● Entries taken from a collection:

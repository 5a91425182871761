use crate::config::{FeaturesConfig, ScoringConfig};
use crate::error::AppError;
use crate::features::{AlignedFeatureVector, FeatureAligner, FeatureSchema, RawRecord};
use crate::prediction::{
    Classifier, PredictionInvoker, RandomForest, RemoteScorer, ScoringBackend, Verdict,
};
use serde_json::Value;
use std::sync::Arc;
use tracing::{info, warn};

/// Validating, aligning and scoring, built once at start-up and shared
/// read-only across requests.
#[derive(Debug, Clone)]
pub struct ChurnService {
    aligner: FeatureAligner,
    invoker: PredictionInvoker,
}

impl ChurnService {
    pub fn new(aligner: FeatureAligner, invoker: PredictionInvoker) -> Self {
        Self { aligner, invoker }
    }

    /// A missing or unusable schema degrades alignment instead of failing;
    /// a missing local model is fatal.
    pub fn from_config(features: &FeaturesConfig, scoring: &ScoringConfig) -> Result<Self, AppError> {
        let aligner = match FeatureSchema::load(&features.schema_path) {
            Ok(schema) => FeatureAligner::new(Arc::new(schema), features.mode),
            Err(err) => {
                warn!(
                    error = %err,
                    "feature schema unavailable, vectors will not be reindexed"
                );
                FeatureAligner::degraded(features.mode)
            }
        };

        let backend = match scoring {
            ScoringConfig::Local { model_path } => {
                let forest = RandomForest::load(model_path)?;
                if let (Some(expected), Some(schema)) = (forest.feature_count(), aligner.schema()) {
                    if expected != schema.len() {
                        warn!(
                            model_features = expected,
                            schema_columns = schema.len(),
                            "model and feature schema disagree on row width"
                        );
                    }
                }
                ScoringBackend::Local(Arc::new(forest))
            }
            ScoringConfig::Remote {
                endpoint,
                timeout,
                retry,
            } => {
                let scorer = RemoteScorer::new(endpoint.clone(), *timeout, retry.clone())?;
                info!(
                    endpoint = scorer.endpoint(),
                    timeout_ms = timeout.as_millis() as u64,
                    max_attempts = scorer.retry_policy().attempts(),
                    "remote scorer configured"
                );
                ScoringBackend::Remote(scorer)
            }
        };

        info!(
            backend = backend.kind(),
            mode = %features.mode,
            degraded = aligner.is_degraded(),
            "churn service initialised"
        );

        Ok(Self::new(aligner, PredictionInvoker::new(backend)))
    }

    pub fn is_degraded(&self) -> bool {
        self.aligner.is_degraded()
    }

    /// Validation runs before any feature is computed.
    pub fn align_json(&self, body: &Value) -> Result<AlignedFeatureVector, AppError> {
        let record = RawRecord::from_json(body)?;
        Ok(self.aligner.align(&record))
    }

    pub async fn predict_record(&self, record: &RawRecord) -> Result<Verdict, AppError> {
        let vector = self.aligner.align(record);
        Ok(self.invoker.predict(&vector).await?)
    }

    pub async fn predict_json(&self, body: &Value) -> Result<Verdict, AppError> {
        let record = RawRecord::from_json(body)?;
        self.predict_record(&record).await
    }
}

● Exercise goal: Number of lines holding "Verdict" in the data: give it, with nothing else.

● Written reply: 3